Yeterli ve dengeli beslenme hayati önem taşır. Dengeli bir diyet, bağışıklığın daha güçlü olmasını sağlayarak, kronik hastalık ve bulaşıcı hastalık riskini düşürür. Bu nedenle vücudunuzun ihtiyaç duyduğu vitamin, mineral, lif, protein ve antioksidanları alabilmek için her gün çeşitli gıdalar tüketilmesi gerekir. Bu çeşitli gıdalarında yanında yeterince su içmek de hayati öneme sahiptir. Aşırı kilo, obezite, kalp hastalığı, inme, diyabet ve belirli kanser türlerini önemli ölçüde azaltmak için şeker, yağ ve tuzdan kaçının.
Meyveler, sebzeler, baklagiller (örneğin mercimek, fasulye), işlenmemiş kuruyemişler ve kepekli tahıllar (örneğin işlenmemiş yulaf, buğday, kahverengi pirinç) ve hayvansal gıdalar tüketin (örneğin et, balık, yumurta ve süt).
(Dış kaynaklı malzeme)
// SPDX-License-Identifier: MIT

//! Shared storage behind the three scopes of a run

use parking_lot::RwLock;
use serde_json::{Map, Value};
use std::sync::Arc;

use super::scope::{get_in, set_in, ScopeKind, ScopePath};

/// Path-addressed, scope-qualified storage shared by the fragments of a run.
///
/// Cloning is cheap and shares every scope. [`ScopeDataBus::branch`] shares
/// `req` and `sta` but gives the branch its own copy of `var`, which
/// [`ScopeDataBus::merge_var_from`] folds back at a join.
#[derive(Debug, Clone)]
pub struct ScopeDataBus {
    req: Arc<RwLock<Value>>,
    sta: Arc<RwLock<Value>>,
    var: Arc<RwLock<Value>>,
    /// `var` as it was when this bus was branched off its parent
    origin: Option<Arc<Value>>,
}

impl ScopeDataBus {
    /// Create a bus for a fresh run with empty `sta` and `var`
    pub fn new(req: Value) -> Self {
        Self::with_scopes(req, Value::Object(Map::new()), Value::Object(Map::new()))
    }

    pub fn with_scopes(req: Value, sta: Value, var: Value) -> Self {
        Self {
            req: Arc::new(RwLock::new(req)),
            sta: Arc::new(RwLock::new(sta)),
            var: Arc::new(RwLock::new(var)),
            origin: None,
        }
    }

    fn cell(&self, kind: ScopeKind) -> &RwLock<Value> {
        match kind {
            ScopeKind::Req => &self.req,
            ScopeKind::Sta => &self.sta,
            ScopeKind::Var => &self.var,
        }
    }

    /// Read `path`; a scope qualifier in the path overrides `default`
    pub fn get(&self, default: ScopeKind, path: &str) -> Option<Value> {
        let path = ScopePath::parse(path)?;
        let guard = self.cell(path.resolve(default)).read();
        get_in(&guard, &path.segments).cloned()
    }

    /// Write `value` at `path`. Returns false for a malformed path, a target
    /// of the wrong shape, or an already written `sta` path.
    pub fn set(&self, default: ScopeKind, path: &str, value: Value) -> bool {
        let Some(path) = ScopePath::parse(path) else {
            log::debug!("Rejecting write to malformed path");
            return false;
        };
        let kind = path.resolve(default);
        let mut guard = self.cell(kind).write();

        if kind == ScopeKind::Sta {
            let occupied = get_in(&guard, &path.segments).is_some_and(|v| !v.is_null());
            if occupied {
                log::debug!("sta path already written, ignoring the new value");
                return false;
            }
        }
        set_in(&mut guard, &path.segments, value)
    }

    /// Copy of a whole scope
    pub fn snapshot(&self, kind: ScopeKind) -> Value {
        self.cell(kind).read().clone()
    }

    /// Bus for a concurrent branch: `req`/`sta` shared, `var` copied
    pub fn branch(&self) -> Self {
        let current = self.snapshot(ScopeKind::Var);
        Self {
            req: Arc::clone(&self.req),
            sta: Arc::clone(&self.sta),
            var: Arc::new(RwLock::new(current.clone())),
            origin: Some(Arc::new(current)),
        }
    }

    /// Whether both buses write to the same `var`
    pub fn shares_var(&self, other: &ScopeDataBus) -> bool {
        Arc::ptr_eq(&self.var, &other.var)
    }

    /// Fold the `var` changes a branch made since it was branched into this bus
    pub fn merge_var_from(&self, branch: &ScopeDataBus) {
        if self.shares_var(branch) {
            return;
        }
        let changed = branch.snapshot(ScopeKind::Var);
        let mut target = self.var.write();
        merge_changes(&mut target, &changed, branch.origin.as_deref());
    }
}

impl Default for ScopeDataBus {
    fn default() -> Self {
        Self::new(Value::Object(Map::new()))
    }
}

fn merge_changes(target: &mut Value, changed: &Value, base: Option<&Value>) {
    if base == Some(changed) {
        return;
    }
    match changed {
        Value::Object(entries) => {
            if !target.is_object() {
                *target = Value::Object(Map::new());
            }
            let base_entries = base.and_then(Value::as_object);
            if let Value::Object(target_entries) = target {
                for (key, value) in entries {
                    let slot = target_entries.entry(key.clone()).or_insert(Value::Null);
                    merge_changes(slot, value, base_entries.and_then(|b| b.get(key)));
                }
            }
        }
        other => *target = other.clone(),
    }
}

#[cfg(test)]
mod tests {
    use super::*;
    use serde_json::json;

    #[test]
    fn test_round_trip_each_scope() {
        let bus = ScopeDataBus::default();
        for kind in [ScopeKind::Req, ScopeKind::Sta, ScopeKind::Var] {
            assert!(bus.set(kind, "a.b[1]", json!({"x": 1})));
            assert_eq!(bus.get(kind, "a.b[1]"), Some(json!({"x": 1})));
        }
    }

    #[test]
    fn test_qualifier_overrides_default() {
        let bus = ScopeDataBus::new(json!({"amount": 150}));
        assert_eq!(bus.get(ScopeKind::Var, "req.amount"), Some(json!(150)));
        assert_eq!(bus.get(ScopeKind::Var, "amount"), None);

        assert!(bus.set(ScopeKind::Req, "var.total", json!(3)));
        assert_eq!(bus.get(ScopeKind::Var, "total"), Some(json!(3)));
        assert_eq!(bus.get(ScopeKind::Req, "total"), None);
    }

    #[test]
    fn test_scopes_do_not_leak() {
        let bus = ScopeDataBus::default();
        bus.set(ScopeKind::Var, "x", json!(1));
        assert_eq!(bus.get(ScopeKind::Sta, "x"), None);
        assert_eq!(bus.get(ScopeKind::Req, "x"), None);
    }

    #[test]
    fn test_sta_is_write_once() {
        let bus = ScopeDataBus::default();
        assert!(bus.set(ScopeKind::Sta, "result", json!(1)));
        assert!(!bus.set(ScopeKind::Sta, "result", json!(2)));
        assert_eq!(bus.get(ScopeKind::Sta, "result"), Some(json!(1)));

        // var is freely mutable
        assert!(bus.set(ScopeKind::Var, "result", json!(1)));
        assert!(bus.set(ScopeKind::Var, "result", json!(2)));
    }

    #[test]
    fn test_invalid_shape_returns_false() {
        let bus = ScopeDataBus::default();
        bus.set(ScopeKind::Var, "name", json!("text"));
        assert!(!bus.set(ScopeKind::Var, "name[0]", json!(1)));
        assert!(!bus.set(ScopeKind::Var, "a..b", json!(1)));

        bus.set(ScopeKind::Var, "list", json!([1, 2, 3]));
        assert!(!bus.set(ScopeKind::Var, "list[18446744073709551615]", json!(9)));
        assert_eq!(bus.get(ScopeKind::Var, "list"), Some(json!([1, 2, 3])));
    }

    #[test]
    fn test_branch_isolates_var() {
        let bus = ScopeDataBus::default();
        bus.set(ScopeKind::Var, "shared", json!(0));

        let branch = bus.branch();
        branch.set(ScopeKind::Var, "local", json!(1));
        branch.set(ScopeKind::Sta, "seen", json!(true));

        assert_eq!(bus.get(ScopeKind::Var, "local"), None);
        assert_eq!(bus.get(ScopeKind::Sta, "seen"), Some(json!(true)));
        assert_eq!(branch.get(ScopeKind::Var, "shared"), Some(json!(0)));
    }

    #[test]
    fn test_merge_only_applies_branch_changes() {
        let bus = ScopeDataBus::default();
        bus.set(ScopeKind::Var, "counter", json!(0));

        let left = bus.branch();
        let right = bus.branch();
        left.set(ScopeKind::Var, "counter", json!(1));
        right.set(ScopeKind::Var, "right.done", json!(true));

        bus.merge_var_from(&left);
        bus.merge_var_from(&right);

        // right never touched counter, so its stale copy does not win
        assert_eq!(
            bus.snapshot(ScopeKind::Var),
            json!({"counter": 1, "right": {"done": true}})
        );
    }

    #[test]
    fn test_merge_from_self_is_noop() {
        let bus = ScopeDataBus::default();
        bus.set(ScopeKind::Var, "a", json!(1));
        let same = bus.clone();
        bus.merge_var_from(&same);
        assert_eq!(bus.snapshot(ScopeKind::Var), json!({"a": 1}));
    }
}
Günde ortalama 4 porsiyon meyve (2 su bardağı kadar), 5 porsiyon sebze(2,5 su bardağı kadar) tüketin.
Atıştırmalıklar için, şeker, yağ veya tuz bakımından zengin gıdalar yerine çiğ sebzeleri ve taze meyveleri seçin. Önemli vitaminlerin kaybına yol açabileceğinden sebze ve meyveleri fazla pişirmeyin. Konserve veya kurutulmuş sebze ve meyveler kullanırken, tuz veya şeker eklenmemiş çeşitleri seçin.
Su, yaşam ve sağlık için şarttır. Her gün 8-10 bardak su için.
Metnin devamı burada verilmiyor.